I am afraid I can’t pinpoint the issue being a complete beginner. It
works fine without Shoes.

Does the code work for you?

regards,
seba

ashbb shoeser wrote in post #1061553:

Hi Sebastjan,

Now the process runs through
Good!

the stuff that is written in the file is mixed with
the legacy content
Me too.
But your code re-open the file with ‘a+’ mode.
So, I think this is a normal behavior.

the new content is again jibberish.
Ah,… what does that mean?

Actually the new content is not even written to the file, but the file
is stil encoded as Unicode so some special characters in my language (č
and š) are not displayed corectly. For example, “č” is printed out like
栀攀 挀甀爀爀攀渀琀 昀漀爀洀甀氀愀⸀ऀ匀欀爀

I got the file mixed the following:

Here are the unused characters:
“&a”, “&b”, “&c”, “&d”, “&e”, …

If this is on the end of your file, then this is correct. I don’t get
any of the added content written anywhere in the file.
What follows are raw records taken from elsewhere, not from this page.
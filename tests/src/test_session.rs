#[cfg(test)]
mod test_session {
    use common::value::Value;
    use pretty_assertions::assert_eq;
    use server::StatementOutcome;

    use crate::util::{affected, fresh_session, rows, scalar};

    #[test]
    fn insert_then_select_round_trip() {
        let (mut s, _) = fresh_session();
        affected(&mut s, "CREATE TABLE rt (id INT PRIMARY KEY, name VARCHAR(32))").unwrap();
        assert_eq!(
            affected(&mut s, "INSERT INTO rt VALUES (1, 'a'), (2, 'b')").unwrap(),
            2
        );
        let result = rows(&mut s, "SELECT id, name FROM rt ORDER BY id").unwrap();
        assert_eq!(result.rows.len(), 2);
        assert_eq!(result.rows[0].value("id"), Value::Int(1));
        assert_eq!(result.rows[1].value("name"), Value::String("b".into()));
    }

    #[test]
    fn multi_statement_stops_at_first_error() {
        let (mut s, _) = fresh_session();
        affected(&mut s, "CREATE TABLE ms (v INT)").unwrap();
        let err = s
            .execute("INSERT INTO ms VALUES (1); INSERT INTO missing VALUES (2); INSERT INTO ms VALUES (3)")
            .unwrap_err();
        assert!(err.to_string().contains("missing"));
        // the first statement took effect, the third never ran
        assert_eq!(scalar(&mut s, "SELECT count(*) FROM ms"), Value::BigInt(1));
    }

    #[test]
    fn show_and_describe() {
        let (mut s, _) = fresh_session();
        affected(
            &mut s,
            "CREATE TABLE sd (id INT PRIMARY KEY AUTO_INCREMENT, name VARCHAR(16) NOT NULL)",
        )
        .unwrap();

        let dbs = rows(&mut s, "SHOW DATABASES").unwrap();
        assert!(dbs
            .rows
            .iter()
            .any(|r| r.value("Database") == Value::String("main".into())));

        let tables = rows(&mut s, "SHOW TABLES").unwrap();
        assert!(tables
            .rows
            .iter()
            .any(|r| r.value("Tables_in_main") == Value::String("sd".into())));

        let described = rows(&mut s, "DESCRIBE sd").unwrap();
        assert_eq!(described.rows.len(), 2);
        let id_row = &described.rows[0];
        assert_eq!(id_row.value("Field"), Value::String("id".into()));
        assert_eq!(id_row.value("Key"), Value::String("PRI".into()));
        assert_eq!(id_row.value("Extra"), Value::String("auto_increment".into()));
    }

    #[test]
    fn session_variables_and_set() {
        let (mut s, _) = fresh_session();
        affected(&mut s, "SET NAMES utf8mb4").unwrap();
        affected(&mut s, "SET autocommit = 0").unwrap();
        assert!(!s.autocommit);

        let vars = rows(&mut s, "SHOW VARIABLES LIKE 'character_set%'").unwrap();
        assert!(vars.rows.len() >= 3);
    }

    #[test]
    fn autocommit_off_opens_implicit_transaction() {
        let (mut s, set) = fresh_session();
        let mut other = crate::util::sibling_session(&set, 2);
        affected(&mut s, "CREATE TABLE ac (v INT)").unwrap();
        affected(&mut s, "SET autocommit = 0").unwrap();
        affected(&mut s, "INSERT INTO ac VALUES (1)").unwrap();
        assert!(s.in_transaction());
        // invisible elsewhere until committed
        assert_eq!(scalar(&mut other, "SELECT count(*) FROM ac"), Value::BigInt(0));
        affected(&mut s, "COMMIT").unwrap();
        assert_eq!(scalar(&mut other, "SELECT count(*) FROM ac"), Value::BigInt(1));
    }

    #[test]
    fn prepared_statement_binding() {
        let (mut s, _) = fresh_session();
        affected(&mut s, "CREATE TABLE ps (id INT PRIMARY KEY, name VARCHAR(32))").unwrap();
        affected(&mut s, "INSERT INTO ps VALUES (1, 'alpha'), (2, 'beta')").unwrap();

        let (id, statement) = s.prepare("SELECT name FROM ps WHERE id = ?").unwrap();
        assert_eq!(statement.param_count, 1);
        let outcome = s.execute_prepared(id, vec![Value::Int(2)]).unwrap();
        let StatementOutcome::Rows(result) = outcome else {
            panic!("expected rows");
        };
        assert_eq!(result.rows.len(), 1);
        assert_eq!(result.rows[0].value("name"), Value::String("beta".into()));

        s.close_prepared(id);
        assert!(s.execute_prepared(id, vec![Value::Int(1)]).is_err());
    }

    #[test]
    fn explain_renders_physical_plan() {
        let (mut s, _) = fresh_session();
        affected(&mut s, "CREATE TABLE ex (v INT)").unwrap();
        let result = rows(&mut s, "EXPLAIN SELECT v FROM ex WHERE v > 1 LIMIT 3").unwrap();
        assert_eq!(result.columns, vec!["EXPLAIN".to_string()]);
        let text: Vec<String> = result
            .rows
            .iter()
            .map(|r| r.value("EXPLAIN").to_string())
            .collect();
        assert!(text.iter().any(|line| line.contains("TableScan")));
        assert!(text.iter().any(|line| line.contains("Limit")));
    }

    #[test]
    fn use_unknown_database_fails() {
        let (mut s, _) = fresh_session();
        assert!(s.execute("USE nowhere").is_err());
        // the session stays on the old database
        assert_eq!(s.current_db, "main");
    }

    #[test]
    fn select_session_variable() {
        let (mut s, _) = fresh_session();
        let value = scalar(&mut s, "SELECT @@version_comment");
        assert_eq!(value, Value::String("rsql".into()));
    }
}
Do you mean that this is jibberish?

Jibberish: 甀爀爀攀渀琀 昀漀爀洀甀氀愀⸀ऀ匀欀爀

Sorry, I don’t understand what you want to do correctly.

  1. Input file: two column tab delimited and Unicode encoded
  2. Replace the first column with “”
  3. Run the rest of the code (finding duplicates, used and unused
    charactersd)
  4. Write the unused characters to the input file

I’ve attached the code which is compiled as *shy app again.

I know the main issue is, that my input file is Unicode encoded, but I
get that from another program that supports only Unicode.

Thank you for your patience:)

Two more notes:

  • the *shy app is about 420 MB in size. Is that normal?
  • the *shy app takes quite some time to load. Is that normal?

regards,
seba

ashbb shoeser wrote in post #1061656:

Hi Sebastjan,

I know the main issue is, that my input file is Unicode encoded
Oh, I see.
Why not using nkf?

Try out the following:

require ‘nkf’
Shoes.app do
extend NKF
file = ask_open_file
data = IO.read file
para nkf(’-W16w’, data)
end
I’ve tried incorporating this into my script, but I guess my knowledge
isn’t sufficient:)

Furthermore, I’ve tried replicating the whole thing on Ubuntu and the
app is not as large and it loads extremely fast. However, the code still
doesn’t tun properly with Shoes. And the files are automatically
converted to UTF-8 as soon as they are stored on Ubuntu, so I can’t
really replicate anything:(

kind regards,
seba

Hi Sebastjan,

I know the main issue is, that my input file is Unicode encoded
Oh, I see.
Why not using nkf?

Try out the following:

require ‘nkf’
Shoes.app do
extend NKF
file = ask_open_file
data = IO.read file
para nkf(’-W16w’, data)
end

In my case with Shoes 3 (0.r1514), I can see some special characters in
your language (č and š) on the Shoes window.

Two more notes:

  • the *shy app is about 420 MB in size. Is that normal?
  • the *shy app takes quite some time to load. Is that normal?
    Umm,… I’m not sure,… but I don’t think they are normal…

ashbb

Hi Sebastjan,

Umm,…
Can you move to Shoes-ML (http://librelist.com/browser/shoes/) ?
You’ll get other Shoeser’s helps.

ashbb